The students spent several months examining the challenges facing North Main St, and identifying its strengths. Their findings were published last night as the street’s Christmas lights were switched on.
They said the area, which has one of the highest concentrations of family-owned businesses in the city, has experienced a decline in its overall vibrancy and attractiveness as an urban quarter over the last 30 years through a combination of dereliction, retail contraction, concentrations of low- value uses, under investment, poor streetscape, traffic management, pedestrian environment, and poor building conditions.
They said the area has also become increasingly isolated from its surrounding urban context — socially, economically, functionally and physically — and that its importance as part of the commercial heart of the city has declined.
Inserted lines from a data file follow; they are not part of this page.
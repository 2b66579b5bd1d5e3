//! Reconciliation of desired parameters against the store.
//!
//! # Sync Logic
//!
//! A targeted update:
//! 1. Fetches the current values of the names about to be written
//! 2. Builds a [`Plan`]: a desired parameter whose kind and value already match
//!    is `UNCHANGED`, every other one is `PUT`, and each name on the delete list
//!    is `DELETE`d
//! 3. Runs all writes and deletes concurrently on one executor, logging one
//!    line per decision as it completes
//!
//! A path replacement first lists what exists under the path, keeps the names
//! that are also desired and deletes the rest, then runs a targeted update.
//! Afterwards the path holds exactly the desired parameters.
//!
//! Nothing is rolled back on failure. Completed writes stay, and rerunning
//! the same operation picks up where it stopped.
//!
//! # Examples
//!
//! ```rust,no_run
//! use std::sync::Arc;
//! use ssmenv::remote::{Remote, RemoteOptions};
//! use ssmenv::store::{LocalStore, Parameter, ParameterKind};
//! use ssmenv::sync::{ActivityLog, ParameterSync};
//!
//! # async fn run() -> ssmenv::error::Result<()> {
//! let remote = Remote::new(Arc::new(LocalStore::new()), RemoteOptions::default());
//! let desired = vec![Parameter::new("/app/foo", ParameterKind::Plain, "v1")];
//!
//! let log = ActivityLog::new(std::io::stdout());
//! ParameterSync::replace(&remote, "/app", false, desired, &log).await?;
//! # Ok(())
//! # }
//! ```

use std::collections::{HashMap, HashSet};
use std::fmt;
use std::io::Write;
use std::sync::{Arc, Mutex, PoisonError};

#[cfg(feature = "tracing")]
use tracing::{debug, info, trace};

use crate::error::Result;
use crate::name::{abs, rel, validate_name};
use crate::parse::Expression;
use crate::remote::Remote;
use crate::store::Parameter;

/// Reconciliation entry points.
pub struct ParameterSync;

impl ParameterSync {
  /// Writes `parameters` and deletes `delete_names`.
  ///
  /// `names` are the parameters whose current values are compared against
  /// the desired ones; a desired parameter not among them is always written.
  pub async fn update(
    remote: &Remote,
    parameters: Vec<Parameter>,
    names: &[String],
    delete_names: Vec<String>,
    log: &ActivityLog,
  ) -> Result<()> {
    #[cfg(feature = "tracing")]
    info!(
      desired = parameters.len(),
      compared = names.len(),
      deleted = delete_names.len(),
      "Starting parameter update"
    );

    for parameter in &parameters {
      validate_name(&parameter.name)?;
    }
    for name in &delete_names {
      validate_name(name)?;
    }

    let current = remote.get_parameters_by_names(names).await?;
    let plan = Plan::new(parameters, current, delete_names)?;

    Self::apply(remote, plan, log).await
  }

  /// Makes the parameters under `path` exactly `parameters`.
  ///
  /// Every parameter must lie under `path`; one that does not is a
  /// [`NameError::PathMismatch`](crate::name::NameError::PathMismatch).
  pub async fn replace(
    remote: &Remote,
    path: &str,
    recursive: bool,
    parameters: Vec<Parameter>,
    log: &ActivityLog,
  ) -> Result<()> {
    for parameter in &parameters {
      validate_name(&parameter.name)?;
      rel(&parameter.name, path)?;
    }

    let existing = remote
      .describe_parameters(&[path.to_string()], recursive)
      .await?;

    let desired: HashSet<String> = parameters
      .iter()
      .map(|parameter| abs(&parameter.name).into_owned())
      .collect();

    let (retained, deleted): (Vec<String>, Vec<String>) = existing
      .into_iter()
      .map(|metadata| metadata.name)
      .partition(|name| desired.contains(abs(name).as_ref()));

    #[cfg(feature = "tracing")]
    debug!(
      path,
      recursive,
      retained = retained.len(),
      deleted = deleted.len(),
      "Computed replacement"
    );

    Self::update(remote, parameters, &retained, deleted, log).await
  }

  /// Executes `plan`. Unchanged entries are logged up front, then every write
  /// and delete runs on one executor.
  async fn apply(remote: &Remote, plan: Plan, log: &ActivityLog) -> Result<()> {
    let (unchanged, mutations): (Vec<Change>, Vec<Change>) = plan
      .changes
      .into_iter()
      .partition(|change| matches!(change, Change::Unchanged { .. }));

    for change in &unchanged {
      log.record(change.action(), change.line())?;
    }

    let mut executor = remote.executor();
    for change in mutations {
      let log = log.clone();
      match change {
        Change::Put { parameter, line } => {
          let put = remote.put_parameter(parameter);
          executor.spawn(async move {
            put.await?;
            log.record(Action::Put, &line)?;
            Ok(())
          });
        }
        Change::Delete { name, line } => {
          let delete = remote.delete_parameter(name);
          executor.spawn(async move {
            delete.await?;
            log.record(Action::Delete, &line)?;
            Ok(())
          });
        }
        Change::Unchanged { .. } => {}
      }
    }

    executor.wait().await?;

    #[cfg(feature = "tracing")]
    info!("Parameter update completed");

    Ok(())
  }
}

/// What happens to one parameter.
#[derive(Debug, Clone, Copy, PartialEq, Eq)]
pub enum Action {
  Unchanged,
  Put,
  Delete,
}

impl fmt::Display for Action {
  fn fmt(&self, f: &mut fmt::Formatter<'_>) -> fmt::Result {
    match self {
      Action::Unchanged => write!(f, "UNCHANGED"),
      Action::Put => write!(f, "PUT"),
      Action::Delete => write!(f, "DELETE"),
    }
  }
}

/// A decision for one parameter, with its rendered log line.
#[derive(Debug, Clone, PartialEq, Eq)]
pub enum Change {
  Unchanged { line: String },
  Put { parameter: Parameter, line: String },
  Delete { name: String, line: String },
}

impl Change {
  pub fn action(&self) -> Action {
    match self {
      Change::Unchanged { .. } => Action::Unchanged,
      Change::Put { .. } => Action::Put,
      Change::Delete { .. } => Action::Delete,
    }
  }

  pub fn line(&self) -> &str {
    match self {
      Change::Unchanged { line } | Change::Put { line, .. } | Change::Delete { line, .. } => line,
    }
  }
}

/// The diff between desired and current parameters.
#[derive(Debug, Clone, PartialEq, Eq, Default)]
pub struct Plan {
  pub changes: Vec<Change>,
}

impl Plan {
  /// Compares `desired` against `current` by absolute name. A desired
  /// parameter is unchanged only when both kind and value match.
  pub fn new(
    desired: Vec<Parameter>,
    current: Vec<Parameter>,
    delete_names: Vec<String>,
  ) -> Result<Self> {
    let current: HashMap<String, Parameter> = current
      .into_iter()
      .map(|parameter| (abs(&parameter.name).into_owned(), parameter))
      .collect();

    let mut changes = Vec::with_capacity(desired.len() + delete_names.len());

    for parameter in desired {
      let line = Expression::from(&parameter).log()?;
      let unchanged = current
        .get(abs(&parameter.name).as_ref())
        .is_some_and(|old| old.kind == parameter.kind && old.value == parameter.value);

      #[cfg(feature = "tracing")]
      trace!(name = %parameter.name, unchanged, "Planned parameter");

      changes.push(if unchanged {
        Change::Unchanged { line }
      } else {
        Change::Put { parameter, line }
      });
    }

    changes.extend(delete_names.into_iter().map(|name| Change::Delete {
      line: abs(&name).into_owned(),
      name,
    }));

    Ok(Self { changes })
  }
}

/// Line sink shared by concurrent tasks. Each line is written under a lock.
#[derive(Clone, Default)]
pub struct ActivityLog {
  sink: Option<Arc<Mutex<dyn Write + Send>>>,
}

impl ActivityLog {
  pub fn new<W: Write + Send + 'static>(writer: W) -> Self {
    Self {
      sink: Some(Arc::new(Mutex::new(writer))),
    }
  }

  /// A log that drops every line.
  pub fn discard() -> Self {
    Self::default()
  }

  pub fn record(&self, action: Action, line: &str) -> std::io::Result<()> {
    let Some(sink) = &self.sink else {
      return Ok(());
    };

    let mut writer = sink.lock().unwrap_or_else(PoisonError::into_inner);
    writeln!(writer, "{action} {line}")?;
    writer.flush()
  }
}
They conducted a survey last August which found a ground floor vacancy rate of about 18%, and a drop in employment from 388 people in 2011 to 286.
The study recommends a raft of measures to rejuvenate the area, including: n Improving its pedestrian connections to the city centre and improving the look of the street; n It argues for the opening up of some of the area’s medieval laneways, many of which have been amalgamated into building design or have been privatised with restricted access, to help increase footfall to the street; n Targeting vacant strategic sites on Kyrl’s Quay, the Munster Furniture site and Portney’s Lane site, to entice development and regeneration; n Pursuing the redevelopment of the site left vacant following the closure of the Dunnes Stores outlet; n Tackling dereliction and strategic vacant sites including the Munster Furniture store site; n And the development of a targeted strategy to incentivise the reuse of upper floor spaces.
However, the report said there are a number of positive signs, including renewed activity in St Peter’s/the Vision Centre, combined with the visual enhancements and community spirit developed as part of Reimagine Cork’s work in the area.
“This momentum needs to be supported and underpinned by strategic action and focused effort,” the report said. However, the report also said that many of the negative perceptions of the area are largely misplaced and can be subject to over emphasis.
Honorary secretary of the North Main Street Traders’ Association, Patrick Leader, said that he hopes the various agencies, including the city council, will act on the findings.